火傷、シェイクスピア、怪しいアニメと映画

 なんと、朝起きて料理していてフライパンで火傷してしまった。病院に行ったところ、たいしたことはないが少し火傷の範囲が広いということで、化膿しないよう水気厳禁を言い渡された。仕方ないので家では左手だけゴム手をはめて料理や入浴をしようと試みたのだが、すっごくやりにくい上、なんか痛くてあまり左手に力が入らないので困っている。と、いうことで、明日以降私に会う方は、ちょっと本人には厳しくても別に構わないので、左手だけには優しくしていただけると幸いです。


 火傷にはとりあえず包帯をしてめげずに出かけることにし、髪を切って図書館を4つ回って、夜はアメリカに行っちゃう友人の送別会(既に一度送別会をやった友達なのだが、別の集合でもう一度やることになった)と他の友人の就職祝いをかねたお祝い会に出席した。お店は下北の南国波家だったのだが、焼きリンゴチーズケーキが大変おいしい!食べ物もおいしかったし、しばらく会えなくなりそうな友人とおしゃべりできてとても楽しかった。


 …で、その行き帰りでRichard BurtのUnspeakable ShaXXXpeares: Queer Theory and American Kiddie Cultureを読んだのだが、その中に読み捨てならん記述があった。
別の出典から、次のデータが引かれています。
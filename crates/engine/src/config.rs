use crate::error::{EngineError, Result};
use crate::options::Strategy;
use derive_builder::Builder;

/// Chunk size used by the buffered delimiter scan (1 MiB).
pub const DEFAULT_CHUNK_SIZE: usize = 1024 * 1024;

#[derive(Debug, Clone, PartialEq, Eq, Builder)]
#[builder(setter(into))]
pub struct Config {
    #[builder(default)]
    pub strategy: Strategy,
    /// Worker pool size.
    #[builder(default = "num_cpus::get()")]
    pub jobs: usize,
    #[builder(default = "DEFAULT_CHUNK_SIZE")]
    pub chunk_size: usize,
    /// Abort on the first unreadable file instead of skipping it.
    #[builder(default)]
    pub strict: bool,
}

impl Default for Config {
    fn default() -> Self {
        Self {
            strategy: Strategy::default(),
            jobs: num_cpus::get(),
            chunk_size: DEFAULT_CHUNK_SIZE,
            strict: false,
        }
    }
}

impl Config {
    /// Same settings, different strategy.
    #[must_use]
    pub fn with_strategy(&self, strategy: Strategy) -> Self {
        Self {
            strategy,
            ..self.clone()
        }
    }

    /// # Errors
    /// Returns [`EngineError::Config`] when `jobs` or `chunk_size` is zero.
    pub fn validate(&self) -> Result<()> {
        if self.jobs == 0 {
            return Err(EngineError::Config("jobs must be at least 1".into()));
        }
        if self.chunk_size == 0 {
            return Err(EngineError::Config("chunk size must be at least 1 byte".into()));
        }
        Ok(())
    }
}
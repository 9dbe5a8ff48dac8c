/// Parse a byte count with an optional binary suffix (e.g. `4096`, `64K`, `1MiB`).
///
/// # Errors
/// Returns a message for malformed numbers, overflow, or zero.
pub fn parse_chunk_size(s: &str) -> Result<usize, String> {
    let s = s.trim().replace('_', "");
    let lower = s.to_ascii_lowercase();
    let (num_str, multiplier) = split_suffix(&lower);
    let num: usize = num_str
        .parse()
        .map_err(|_| format!("Invalid size number: {num_str}"))?;
    let size = num
        .checked_mul(multiplier)
        .ok_or_else(|| format!("Size too large: {s}"))?;
    if size == 0 {
        return Err("Chunk size must be at least 1 byte".to_string());
    }
    Ok(size)
}

fn split_suffix(s: &str) -> (&str, usize) {
    const KB: usize = 1024;
    const MB: usize = KB * 1024;
    const GB: usize = MB * 1024;
    const SUFFIXES: &[(&[&str], usize)] = &[
        (&["gib", "gb", "g"], GB),
        (&["mib", "mb", "m"], MB),
        (&["kib", "kb", "k"], KB),
        (&["b"], 1),
    ];
    for (suffixes, multiplier) in SUFFIXES {
        for suffix in *suffixes {
            if let Some(stripped) = s.strip_suffix(suffix) {
                return (stripped.trim(), *multiplier);
            }
        }
    }
    (s, 1)
}
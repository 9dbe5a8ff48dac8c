use crate::error::EngineError;
use crate::options::Strategy;
use serde::Serialize;
use std::path::PathBuf;
use std::time::Duration;

/// Line count of one file.
#[derive(Debug, Clone, PartialEq, Eq, Serialize)]
pub struct FileCount {
    pub path: PathBuf,
    pub lines: u64,
}

/// Outcome of one dispatch over a file list.
#[derive(Debug)]
pub struct RunResult {
    pub strategy: Strategy,
    /// Successfully counted files, in input order.
    pub counts: Vec<FileCount>,
    /// Files that could not be read, in input order. Not part of `total()`.
    pub errors: Vec<(PathBuf, EngineError)>,
}

impl RunResult {
    #[must_use]
    pub fn total(&self) -> u64 {
        self.counts.iter().map(|c| c.lines).sum()
    }

    #[must_use]
    pub fn is_complete(&self) -> bool {
        self.errors.is_empty()
    }

    #[must_use]
    pub fn failed_files(&self) -> Vec<FailedFile> {
        self.errors
            .iter()
            .map(|(path, err)| FailedFile {
                path: path.clone(),
                error: err.to_string(),
            })
            .collect()
    }

    #[must_use]
    pub fn summary(&self) -> RunSummary {
        RunSummary {
            strategy: self.strategy,
            total: self.total(),
            files: self.counts.len(),
            failed: self.failed_files(),
        }
    }
}

#[derive(Debug, Clone, PartialEq, Eq, Serialize)]
pub struct FailedFile {
    pub path: PathBuf,
    pub error: String,
}

/// Serializable view of a [`RunResult`].
#[derive(Debug, Clone, PartialEq, Eq, Serialize)]
pub struct RunSummary {
    pub strategy: Strategy,
    pub total: u64,
    pub files: usize,
    pub failed: Vec<FailedFile>,
}

/// Wall-clock timing of one strategy in a benchmark run.
#[derive(Debug, Clone, PartialEq, Eq, Serialize)]
pub struct TimingRecord {
    pub strategy: Strategy,
    #[serde(rename = "elapsed_ms", serialize_with = "serialize_millis")]
    pub elapsed: Duration,
    pub total: u64,
    pub failed: usize,
}

impl TimingRecord {
    #[must_use]
    pub fn elapsed_millis(&self) -> f64 {
        millis(self.elapsed)
    }
}

#[allow(clippy::trivially_copy_pass_by_ref)]
fn serialize_millis<S: serde::Serializer>(elapsed: &Duration, s: S) -> Result<S::Ok, S::Error> {
    s.serialize_f64(millis(*elapsed))
}

#[allow(clippy::cast_precision_loss)]
fn millis(elapsed: Duration) -> f64 {
    elapsed.as_nanos() as f64 / 1_000_000.0
}

#[derive(Debug, Clone, PartialEq, Eq, Serialize)]
pub struct BenchmarkReport {
    pub records: Vec<TimingRecord>,
    /// Files that failed in any of the runs, each listed once.
    pub failed: Vec<FailedFile>,
}

impl BenchmarkReport {
    /// All strategies produced the same total.
    #[must_use]
    pub fn totals_agree(&self) -> bool {
        self.records.windows(2).all(|w| w[0].total == w[1].total)
    }
}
 "[I]n 1995, English translations of the widely popular Japanese comic books Ranma 1/2 and Oh, My Goddess! using Romeo and Juliet and A Midsummer Night's Dream, respectively, appeared" (3)


 拙訳
 「1995年に、それぞれ『ロミオとジュリエット』と『夏の夜の夢』を利用している、日本で広く知られている人気漫画『らんま1/2』と『ああっ女神さまっ』の英訳が出た」



 …えーっ、ほんと!!『ああっ女神さまっ』は全く私は知らんのだが、『らんま1/2』は子供の頃テレビで普通に見てたけど、全然『ロミオとジュリエット』が入っているなんて思わなかったのだが…誰か、『らんま1/2』と『ああっ女神さまっ』とシェイクスピアの関係について何か知っている方がいたらどんどん教えて下さい。よろしくお願いします。ただ、どうもこのリチャード・バートの書き方はどうも怪しくて、80ページ及び263ページの注でこの2本は「アダルト作品」として販売されていたと書いているので、どうもそれはおかしいのではないかと思う。私が『らんま1/2』を見ていたのは10歳くらいの時で、たしか朝の6時半くらいから普通にやってたと思うのだが、そうかあれはアダルト作品だったのか…


 ちなみに、全体的にこのリチャード・バートの著作には不正確なところがいくつかあって、8ページでは映画『クルーレス』のヒロインは"Cher Hamilton"だと書いてあるのだが、これは"Cher Horowitz"の間違いである(←『クルーレス』のヒロインはすごいリッチなヴァレー・ガールで、このホロヴィッツという姓はシェールがいわゆる"Jewish Princess"であることを示している重要なエスニシティの記号だと思うのだが、そんなとこ間違っていいのか…?)。ちなみにバートはこの本でかのコンスタンス・ペンリーなんかをずいぶん引用しているので、あまり厳密さとかは気にしないタイプなのかも…(ペンリーはスラッシュフィクションの研究者。主著は『トンデモ本の世界S』でメタメタに言われているこれ↓で、そんなに悪い本ではないがもうちょっと精密な調査で裏付けるべきではと思うとこも結構ある本である)



 ただ、どうも私はこういうポピュラーカルチャー系の映画を研究している人ってわりと正確さに対して規準が緩いんじゃないかと思うとこがある。例えば、これまた私が最近読んだAnn De Vaney, "Pretty in Pink?: John Hughes Reinscribes Daddy's Girl in Homes and Schools", Sugar, Spice and Everything Nice, 201-216の209ページで、著者のデ・ヴァニーは「(ヒロインの)アンディの母は死んでる」と書いているのだが、これ、映画を注意深く見てるとわかるんだけど、あまりはっきりとは説明されていないのだが本当はアンディの母は死んだんじゃなくて家出して行方不明になったんだと思われる(このあらすじとかこれとかのほうがたぶん正しい)。映画っていうのは小説とかと違って明示的に全てが説明されるわけではないので、どうも映画について書く場合、研究者が勝手に頭の中でいろいろ筋をこしらえちゃうことがあるらしい。これはすごい困った問題だと思うので、今後映画について何か書くときには気をつけねば…と思った。